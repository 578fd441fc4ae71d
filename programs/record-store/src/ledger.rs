//! Host-side ledger boundary.
//!
//! `Ledger` is what the store needs from account storage: allocation,
//! raw reads/writes, owner scans with memcmp predicates, and a clock.
//! On-chain the Solana runtime fills this role; `InMemoryLedger` backs tests
//! and local embedding.

use std::collections::BTreeMap;
use std::sync::atomic::{AtomicI64, Ordering};
use std::sync::{RwLock, RwLockReadGuard, RwLockWriteGuard};

use anchor_lang::prelude::*;

use crate::filter::Memcmp;
use crate::state::ErrorCode;

pub trait Ledger: Send + Sync {
    /// Creates a zeroed account of `size` bytes owned by `owner`.
    fn allocate_account(&self, owner: &Pubkey, size: usize, handle: &Pubkey) -> Result<()>;

    /// Allocates exactly `data.len()` bytes and stores `data` in one step.
    /// Readers see either no account or the complete data; on error nothing
    /// is left allocated.
    fn create_account(&self, owner: &Pubkey, handle: &Pubkey, data: &[u8]) -> Result<()>;

    /// Replaces the data of an allocated account; `data` must fill it exactly.
    fn write_account_data(&self, handle: &Pubkey, data: &[u8]) -> Result<()>;

    fn read_account_data(&self, handle: &Pubkey) -> Result<Vec<u8>>;

    /// Returns every account owned by `owner` whose data satisfies all predicates.
    fn scan_accounts_by_owner(
        &self,
        owner: &Pubkey,
        predicates: &[Memcmp],
    ) -> Result<Vec<(Pubkey, Vec<u8>)>>;

    /// Unix seconds as observed by the ledger.
    fn current_timestamp(&self) -> i64;
}

struct StoredAccount {
    owner: Pubkey,
    data : Vec<u8>,
}

#[derive(Default)]
struct LedgerState {
    accounts  : BTreeMap<Pubkey, StoredAccount>,
    used_bytes: usize,
}

/// In-memory ledger for tests, local demos, and embedding.
pub struct InMemoryLedger {
    inner : RwLock<LedgerState>,
    clock : AtomicI64,
    budget: Option<usize>,
}

impl InMemoryLedger {
    pub fn new(timestamp: i64) -> Self {
        Self {
            inner : RwLock::new(LedgerState::default()),
            clock : AtomicI64::new(timestamp),
            budget: None,
        }
    }

    /// Caps the total bytes this ledger will allocate; allocations past the
    /// cap fail with `InsufficientFunds`.
    pub fn with_storage_budget(mut self, bytes: usize) -> Self {
        self.budget = Some(bytes);
        self
    }

    pub fn set_timestamp(&self, timestamp: i64) {
        self.clock.store(timestamp, Ordering::SeqCst);
    }

    /// Stores an account as-is, bypassing allocation. Seeds foreign or
    /// malformed accounts for scans.
    pub fn insert_raw(&self, handle: Pubkey, owner: Pubkey, data: Vec<u8>) -> Result<()> {
        let mut state = self.write_state()?;
        state.used_bytes += data.len();
        if let Some(old) = state.accounts.insert(handle, StoredAccount { owner, data }) {
            state.used_bytes -= old.data.len();
        }
        Ok(())
    }

    pub fn account_count(&self) -> Result<usize> {
        Ok(self.read_state()?.accounts.len())
    }

    pub fn used_bytes(&self) -> Result<usize> {
        Ok(self.read_state()?.used_bytes)
    }

    /// Reserves `size` bytes for `handle` and inserts `data` under one write lock.
    fn insert_new(&self, owner: &Pubkey, handle: &Pubkey, size: usize, data: Vec<u8>) -> Result<()> {
        let mut state = self.write_state()?;
        require!(!state.accounts.contains_key(handle), ErrorCode::AccountInUse);

        let used = state.used_bytes.saturating_add(size);
        if let Some(budget) = self.budget {
            require!(used <= budget, ErrorCode::InsufficientFunds);
        }

        state.accounts.insert(*handle, StoredAccount { owner: *owner, data });
        state.used_bytes = used;
        Ok(())
    }

    fn read_state(&self) -> Result<RwLockReadGuard<'_, LedgerState>> {
        self.inner.read().map_err(|_| error!(ErrorCode::LedgerUnavailable))
    }

    fn write_state(&self) -> Result<RwLockWriteGuard<'_, LedgerState>> {
        self.inner.write().map_err(|_| error!(ErrorCode::LedgerUnavailable))
    }
}

impl Ledger for InMemoryLedger {
    fn allocate_account(&self, owner: &Pubkey, size: usize, handle: &Pubkey) -> Result<()> {
        self.insert_new(owner, handle, size, vec![0; size])
    }

    fn create_account(&self, owner: &Pubkey, handle: &Pubkey, data: &[u8]) -> Result<()> {
        self.insert_new(owner, handle, data.len(), data.to_vec())
    }

    fn write_account_data(&self, handle: &Pubkey, data: &[u8]) -> Result<()> {
        let mut state = self.write_state()?;
        let account = state
            .accounts
            .get_mut(handle)
            .ok_or_else(|| error!(ErrorCode::AccountNotFound))?;
        require!(account.data.len() == data.len(), ErrorCode::AccountSizeMismatch);
        account.data.copy_from_slice(data);
        Ok(())
    }

    fn read_account_data(&self, handle: &Pubkey) -> Result<Vec<u8>> {
        let state = self.read_state()?;
        state
            .accounts
            .get(handle)
            .map(|account| account.data.clone())
            .ok_or_else(|| error!(ErrorCode::AccountNotFound))
    }

    fn scan_accounts_by_owner(
        &self,
        owner: &Pubkey,
        predicates: &[Memcmp],
    ) -> Result<Vec<(Pubkey, Vec<u8>)>> {
        let state = self.read_state()?;
        Ok(state
            .accounts
            .iter()
            .filter(|(_, account)| account.owner == *owner)
            .filter(|(_, account)| predicates.iter().all(|p| p.matches(&account.data)))
            .map(|(handle, account)| (*handle, account.data.clone()))
            .collect())
    }

    fn current_timestamp(&self) -> i64 {
        self.clock.load(Ordering::SeqCst)
    }
}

◆ ◆ ◆ ◆ ◆

:: YOUR TASK ::
Type out the records above again, exactly the same.

:: FINAL ANSWER ::
repository 578fd441fc4ae71d
filename programs/record-store/src/ledger.rs
//! Host-side ledger boundary.
//!
//! `Ledger` is what the store needs from account storage: allocation,
//! raw reads/writes, owner scans with memcmp predicates, and a clock.
//! On-chain the Solana runtime fills this role; `InMemoryLedger` backs tests
//! and local embedding.

use std::collections::BTreeMap;
use std::sync::atomic::{AtomicI64, Ordering};
use std::sync::{RwLock, RwLockReadGuard, RwLockWriteGuard};

use anchor_lang::prelude::*;

use crate::filter::Memcmp;
use crate::state::ErrorCode;

pub trait Ledger: Send + Sync {
    /// Creates a zeroed account of `size` bytes owned by `owner`.
    fn allocate_account(&self, owner: &Pubkey, size: usize, handle: &Pubkey) -> Result<()>;

    /// Allocates exactly `data.len()` bytes and stores `data` in one step.
    /// Readers see either no account or the complete data; on error nothing
    /// is left allocated.
    fn create_account(&self, owner: &Pubkey, handle: &Pubkey, data: &[u8]) -> Result<()>;

    /// Replaces the data of an allocated account; `data` must fill it exactly.
    fn write_account_data(&self, handle: &Pubkey, data: &[u8]) -> Result<()>;

    fn read_account_data(&self, handle: &Pubkey) -> Result<Vec<u8>>;

    /// Returns every account owned by `owner` whose data satisfies all predicates.
    fn scan_accounts_by_owner(
        &self,
        owner: &Pubkey,
        predicates: &[Memcmp],
    ) -> Result<Vec<(Pubkey, Vec<u8>)>>;

    /// Unix seconds as observed by the ledger.
    fn current_timestamp(&self) -> i64;
}

struct StoredAccount {
    owner: Pubkey,
    data : Vec<u8>,
}

#[derive(Default)]
struct LedgerState {
    accounts  : BTreeMap<Pubkey, StoredAccount>,
    used_bytes: usize,
}

/// In-memory ledger for tests, local demos, and embedding.
pub struct InMemoryLedger {
    inner : RwLock<LedgerState>,
    clock : AtomicI64,
    budget: Option<usize>,
}

impl InMemoryLedger {
    pub fn new(timestamp: i64) -> Self {
        Self {
            inner : RwLock::new(LedgerState::default()),
            clock : AtomicI64::new(timestamp),
            budget: None,
        }
    }

    /// Caps the total bytes this ledger will allocate; allocations past the
    /// cap fail with `InsufficientFunds`.
    pub fn with_storage_budget(mut self, bytes: usize) -> Self {
        self.budget = Some(bytes);
        self
    }

    pub fn set_timestamp(&self, timestamp: i64) {
        self.clock.store(timestamp, Ordering::SeqCst);
    }

    /// Stores an account as-is, bypassing allocation. Seeds foreign or
    /// malformed accounts for scans.
    pub fn insert_raw(&self, handle: Pubkey, owner: Pubkey, data: Vec<u8>) -> Result<()> {
        let mut state = self.write_state()?;
        state.used_bytes += data.len();
        if let Some(old) = state.accounts.insert(handle, StoredAccount { owner, data }) {
            state.used_bytes -= old.data.len();
        }
        Ok(())
    }

    pub fn account_count(&self) -> Result<usize> {
        Ok(self.read_state()?.accounts.len())
    }

    pub fn used_bytes(&self) -> Result<usize> {
        Ok(self.read_state()?.used_bytes)
    }

    /// Reserves `size` bytes for `handle` and inserts `data` under one write lock.
    fn insert_new(&self, owner: &Pubkey, handle: &Pubkey, size: usize, data: Vec<u8>) -> Result<()> {
        let mut state = self.write_state()?;
        require!(!state.accounts.contains_key(handle), ErrorCode::AccountInUse);

        let used = state.used_bytes.saturating_add(size);
        if let Some(budget) = self.budget {
            require!(used <= budget, ErrorCode::InsufficientFunds);
        }

        state.accounts.insert(*handle, StoredAccount { owner: *owner, data });
        state.used_bytes = used;
        Ok(())
    }

    fn read_state(&self) -> Result<RwLockReadGuard<'_, LedgerState>> {
        self.inner.read().map_err(|_| error!(ErrorCode::LedgerUnavailable))
    }

    fn write_state(&self) -> Result<RwLockWriteGuard<'_, LedgerState>> {
        self.inner.write().map_err(|_| error!(ErrorCode::LedgerUnavailable))
    }
}

impl Ledger for InMemoryLedger {
    fn allocate_account(&self, owner: &Pubkey, size: usize, handle: &Pubkey) -> Result<()> {
        self.insert_new(owner, handle, size, vec![0; size])
    }

    fn create_account(&self, owner: &Pubkey, handle: &Pubkey, data: &[u8]) -> Result<()> {
        self.insert_new(owner, handle, data.len(), data.to_vec())
    }

    fn write_account_data(&self, handle: &Pubkey, data: &[u8]) -> Result<()> {
        let mut state = self.write_state()?;
        let account = state
            .accounts
            .get_mut(handle)
            .ok_or_else(|| error!(ErrorCode::AccountNotFound))?;
        require!(account.data.len() == data.len(), ErrorCode::AccountSizeMismatch);
        account.data.copy_from_slice(data);
        Ok(())
    }

    fn read_account_data(&self, handle: &Pubkey) -> Result<Vec<u8>> {
        let state = self.read_state()?;
        state
            .accounts
            .get(handle)
            .map(|account| account.data.clone())
            .ok_or_else(|| error!(ErrorCode::AccountNotFound))
    }

    fn scan_accounts_by_owner(
        &self,
        owner: &Pubkey,
        predicates: &[Memcmp],
    ) -> Result<Vec<(Pubkey, Vec<u8>)>> {
        let state = self.read_state()?;
        Ok(state
            .accounts
            .iter()
            .filter(|(_, account)| account.owner == *owner)
            .filter(|(_, account)| predicates.iter().all(|p| p.matches(&account.data)))
            .map(|(handle, account)| (*handle, account.data.clone()))
            .collect())
    }

    fn current_timestamp(&self) -> i64 {
        self.clock.load(Ordering::SeqCst)
    }
}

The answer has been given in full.